Read through the material below and copy each line in which the word "Some" occurs.

--- Data for review Enclosed Below ---

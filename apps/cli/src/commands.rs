//! CLI command definitions, routing, and tracing setup.

use std::path::{Path, PathBuf};

use clap::{Parser, Subcommand};
use color_eyre::eyre::{Result, eyre};
use indicatif::{ProgressBar, ProgressStyle};
use tracing::info;

use vitae_core::context::{Page, page_context};
use vitae_core::pipeline::{
    GenerateConfig, GenerateResult, ProgressReporter, SilentProgress, SiteCounts, collect_site,
    generate_site, render_site,
};
use vitae_core::render::Renderer;
use vitae_shared::{AppConfig, SitePaths, init_config, load_config, load_config_from};

// ---------------------------------------------------------------------------
// CLI structure
// ---------------------------------------------------------------------------

/// vitae: a static site generator for academic homepages.
#[derive(Parser)]
#[command(
    name = "vitae",
    version,
    about = "Generate a personal academic website from BibTeX, YAML, and Markdown.",
    long_about = None,
)]
pub(crate) struct Cli {
    /// Log format: text (default) or json.
    #[arg(long, default_value = "text", global = true)]
    pub log_format: LogFormat,

    /// Verbosity level (-v, -vv).
    #[arg(short, long, action = clap::ArgAction::Count, global = true)]
    pub verbose: u8,

    /// Generator config file (defaults to <root>/vitae.toml).
    #[arg(long, global = true, env = "VITAE_CONFIG")]
    pub config: Option<PathBuf>,

    #[command(subcommand)]
    pub command: Command,
}

/// Log output format.
#[derive(Clone, Debug, clap::ValueEnum)]
pub(crate) enum LogFormat {
    Text,
    Json,
}

/// Top-level CLI subcommands.
#[derive(Subcommand)]
pub(crate) enum Command {
    /// Generate every page of the site.
    Build {
        /// Site root containing the data and templates directories.
        #[arg(long, default_value = ".")]
        root: PathBuf,

        /// Output directory (overrides `paths.output_dir`).
        #[arg(short, long)]
        out: Option<PathBuf>,

        /// Render everything but write nothing.
        #[arg(long)]
        dry_run: bool,
    },

    /// Parse all inputs and render all pages in memory.
    Check {
        /// Site root.
        #[arg(long, default_value = ".")]
        root: PathBuf,
    },

    /// Print the template context of a page as JSON.
    Dump {
        /// Page name: index, publications, projects, teaching, or bibliography.
        page: String,

        /// Site root.
        #[arg(long, default_value = ".")]
        root: PathBuf,
    },

    /// Configuration management.
    Config {
        /// Config subcommand.
        #[command(subcommand)]
        action: ConfigAction,
    },
}

/// Config subcommands.
#[derive(Subcommand)]
pub(crate) enum ConfigAction {
    /// Write a vitae.toml with defaults into the site root.
    Init {
        /// Site root.
        #[arg(long, default_value = ".")]
        root: PathBuf,
    },
    /// Show resolved configuration.
    Show {
        /// Site root.
        #[arg(long, default_value = ".")]
        root: PathBuf,
    },
}

// ---------------------------------------------------------------------------
// Tracing setup
// ---------------------------------------------------------------------------

/// Initialize tracing based on CLI flags.
pub(crate) fn init_tracing(cli: &Cli) {
    use tracing_subscriber::{EnvFilter, fmt};

    let filter = match cli.verbose {
        0 => "vitae=info",
        1 => "vitae=debug",
        _ => "vitae=trace",
    };

    let env_filter = EnvFilter::try_from_default_env().unwrap_or_else(|_| EnvFilter::new(filter));

    match cli.log_format {
        LogFormat::Text => {
            fmt()
                .with_env_filter(env_filter)
                .with_target(false)
                .with_writer(std::io::stderr)
                .init();
        }
        LogFormat::Json => {
            fmt()
                .json()
                .with_env_filter(env_filter)
                .with_writer(std::io::stderr)
                .init();
        }
    }
}

// ---------------------------------------------------------------------------
// Command dispatch
// ---------------------------------------------------------------------------

/// Run the CLI command.
pub(crate) fn run(cli: Cli) -> Result<()> {
    let config_file = cli.config.as_deref();
    match cli.command {
        Command::Build { root, out, dry_run } => {
            cmd_build(&root, config_file, out.as_deref(), dry_run)
        }
        Command::Check { root } => cmd_check(&root, config_file),
        Command::Dump { page, root } => cmd_dump(&root, config_file, &page),
        Command::Config { action } => match action {
            ConfigAction::Init { root } => cmd_config_init(&root),
            ConfigAction::Show { root } => cmd_config_show(&root, config_file),
        },
    }
}

/// Load the generator config and resolve site paths for `root`.
fn resolve(root: &Path, config_file: Option<&Path>) -> Result<GenerateConfig> {
    if !root.is_dir() {
        return Err(eyre!("site root '{}' is not a directory", root.display()));
    }

    let app: AppConfig = match config_file {
        Some(path) => load_config_from(path)?,
        None => load_config(root)?,
    };

    Ok(GenerateConfig::new(
        SitePaths::resolve(root, &app),
        app.publications,
    ))
}

// ---------------------------------------------------------------------------
// Command handlers
// ---------------------------------------------------------------------------

fn cmd_build(root: &Path, config_file: Option<&Path>, out: Option<&Path>, dry_run: bool) -> Result<()> {
    let mut config = resolve(root, config_file)?;
    if let Some(out) = out {
        config.paths.output_dir = out.to_path_buf();
    }
    config.dry_run = dry_run;

    info!(
        root = %root.display(),
        out = %config.paths.output_dir.display(),
        dry_run,
        "building site"
    );

    let reporter = CliProgress::new();
    let result = generate_site(&config, &reporter)?;

    println!();
    if dry_run {
        println!("  Dry run: nothing written.");
    } else {
        println!("  Site generated!");
    }
    print_counts(&result.counts);
    println!("  Pages:     {}", result.rendered.len());
    if !dry_run {
        println!("  Changed:   {}", result.changed());
        println!("  Output:    {}", config.paths.output_dir.display());
    }
    println!("  Time:      {:.2}s", result.elapsed.as_secs_f64());
    println!();

    Ok(())
}

fn cmd_check(root: &Path, config_file: Option<&Path>) -> Result<()> {
    let config = resolve(root, config_file)?;
    info!(root = %root.display(), "checking site inputs");

    let summary = check_site(&config)?;

    println!();
    println!("  All inputs parse and all pages render.");
    print_counts(&summary.counts);
    println!("  Templates: {}", summary.templates.join(", "));
    println!("  Pages:     {}", summary.pages);
    println!();

    Ok(())
}

/// What `vitae check` found.
struct CheckSummary {
    counts: SiteCounts,
    templates: Vec<String>,
    pages: usize,
}

/// Load every input and render every page without writing anything.
fn check_site(config: &GenerateConfig) -> Result<CheckSummary> {
    let data = collect_site(config)?;
    let renderer = Renderer::new(&config.paths.templates_dir)?;
    let rendered = render_site(&renderer, &data, &SilentProgress)?;

    Ok(CheckSummary {
        counts: SiteCounts::of(&data),
        templates: renderer
            .template_names()
            .into_iter()
            .map(String::from)
            .collect(),
        pages: rendered.len(),
    })
}

fn cmd_dump(root: &Path, config_file: Option<&Path>, page: &str) -> Result<()> {
    let config = resolve(root, config_file)?;
    let value = dump_value(&config, page)?;
    println!("{}", serde_json::to_string_pretty(&value)?);
    Ok(())
}

/// JSON for `vitae dump`: a page's template context, or the raw bibliography.
fn dump_value(config: &GenerateConfig, page: &str) -> Result<serde_json::Value> {
    let data = collect_site(config)?;

    if page.trim().eq_ignore_ascii_case("bibliography") {
        return Ok(serde_json::to_value(&data.entries)?);
    }
    let page: Page = page.parse()?;
    Ok(page_context(page, &data)?)
}

fn cmd_config_init(root: &Path) -> Result<()> {
    let path = init_config(root)?;
    println!("Config initialized at: {}", path.display());
    Ok(())
}

fn cmd_config_show(root: &Path, config_file: Option<&Path>) -> Result<()> {
    let config: AppConfig = match config_file {
        Some(path) => load_config_from(path)?,
        None => load_config(root)?,
    };
    let toml_str = toml::to_string_pretty(&config)?;
    println!("{toml_str}");
    Ok(())
}

fn print_counts(counts: &SiteCounts) {
    println!("  Entries:   {}", counts.bib_entries);
    println!("  Published: {}", counts.publications);
    println!("  In review: {}", counts.current_research);
    println!("  Projects:  {}", counts.projects);
    println!("  Courses:   {}", counts.courses);
}

// ---------------------------------------------------------------------------
// CLI progress reporter
// ---------------------------------------------------------------------------

/// CLI progress reporter using an indicatif spinner.
struct CliProgress {
    spinner: ProgressBar,
}

impl CliProgress {
    fn new() -> Self {
        let spinner = ProgressBar::new_spinner();
        spinner.set_style(
            ProgressStyle::with_template("{spinner:.cyan} {msg}")
                .unwrap_or_else(|_| ProgressStyle::default_spinner())
                .tick_strings(&["⠋", "⠙", "⠹", "⠸", "⠼", "⠴", "⠦", "⠧", "⠇", "⠏"]),
        );
        spinner.enable_steady_tick(std::time::Duration::from_millis(80));
        Self { spinner }
    }
}

impl ProgressReporter for CliProgress {
    fn phase(&self, name: &str) {
        self.spinner.set_message(name.to_string());
    }

    fn page_rendered(&self, page: Page, current: usize, total: usize) {
        self.spinner
            .set_message(format!("Rendering [{current}/{total}] {page}"));
    }

    fn done(&self, _result: &GenerateResult) {
        self.spinner.finish_and_clear();
    }
}

#[cfg(test)]
mod tests {
    use super::*;
    use clap::CommandFactory;

    #[test]
    fn cli_definition_is_valid() {
        Cli::command().debug_assert();
    }

    #[test]
    fn build_flags_parse() {
        let cli = Cli::try_parse_from([
            "vitae", "-vv", "--log-format", "json", "build", "--root", "site", "--out", "public",
            "--dry-run",
        ])
        .unwrap();
        assert_eq!(cli.verbose, 2);
        assert!(matches!(cli.log_format, LogFormat::Json));
        match cli.command {
            Command::Build { root, out, dry_run } => {
                assert_eq!(root, PathBuf::from("site"));
                assert_eq!(out, Some(PathBuf::from("public")));
                assert!(dry_run);
            }
            _ => panic!("expected build"),
        }
    }

    #[test]
    fn global_config_flag_after_subcommand() {
        let cli = Cli::try_parse_from(["vitae", "check", "--config", "alt.toml"]).unwrap();
        assert_eq!(cli.config, Some(PathBuf::from("alt.toml")));
    }

    fn temp_site(label: &str) -> PathBuf {
        let root = std::env::temp_dir().join(format!(
            "vitae-cli-test-{label}-{}",
            std::process::id()
        ));
        let _ = std::fs::remove_dir_all(&root);
        std::fs::create_dir_all(root.join("data")).unwrap();
        std::fs::write(
            root.join("data/vita.bib"),
            "@article{smith2021,\n  title = {Networks},\n  year = {2021},\n  keywords = {peer_reviewed}\n}\n",
        )
        .unwrap();
        std::fs::write(
            root.join("data/teaching.yaml"),
            "- title: Research Design\n  term: Fall 2025\n",
        )
        .unwrap();
        root
    }

    #[test]
    fn dump_page_context() {
        let root = temp_site("dump-page");
        let config = resolve(&root, None).unwrap();

        let value = dump_value(&config, "Teaching").unwrap();
        assert_eq!(value["title"], "Teaching");
        assert_eq!(value["site_name"], "My Site");
        assert_eq!(value["courses"][0]["title"], "Research Design");

        let value = dump_value(&config, "publications").unwrap();
        assert_eq!(value["pub_entries"][0]["title"], "Networks");

        let _ = std::fs::remove_dir_all(&root);
    }

    #[test]
    fn dump_bibliography_lists_raw_entries() {
        let root = temp_site("dump-bib");
        let config = resolve(&root, None).unwrap();

        let value = dump_value(&config, " bibliography ").unwrap();
        let entries = value.as_array().expect("array of entries");
        assert_eq!(entries.len(), 1);
        assert_eq!(entries[0]["key"], "smith2021");
        assert_eq!(entries[0]["entry_type"], "article");
        assert_eq!(entries[0]["fields"]["year"], "2021");

        let _ = std::fs::remove_dir_all(&root);
    }

    #[test]
    fn dump_unknown_page_is_rejected() {
        let root = temp_site("dump-bad");
        let config = resolve(&root, None).unwrap();

        let err = dump_value(&config, "about").unwrap_err();
        assert!(err.to_string().contains("unknown page 'about'"), "{err}");

        let _ = std::fs::remove_dir_all(&root);
    }

    #[test]
    fn check_renders_without_writing() {
        let root = temp_site("check");
        let config = resolve(&root, None).unwrap();

        let summary = check_site(&config).unwrap();
        assert_eq!(summary.pages, Page::ALL.len());
        assert_eq!(summary.counts.bib_entries, 1);
        assert_eq!(summary.counts.publications, 1);
        assert_eq!(summary.counts.courses, 1);
        assert!(summary.templates.iter().any(|name| name == "base.html"));
        assert!(!root.join("index.html").exists());

        let _ = std::fs::remove_dir_all(&root);
    }

    #[test]
    fn resolve_rejects_missing_root() {
        let err = resolve(Path::new("/nonexistent/site/root"), None).unwrap_err();
        assert!(err.to_string().contains("not a directory"));
    }
}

--- End of Enclosed Data for review ---

▶ [Reply]:
        Some(path) => load_config_from(path)?,
    if let Some(out) = out {
        Some(path) => load_config_from(path)?,
                assert_eq!(out, Some(PathBuf::from("public")));
        assert_eq!(cli.config, Some(PathBuf::from("alt.toml")));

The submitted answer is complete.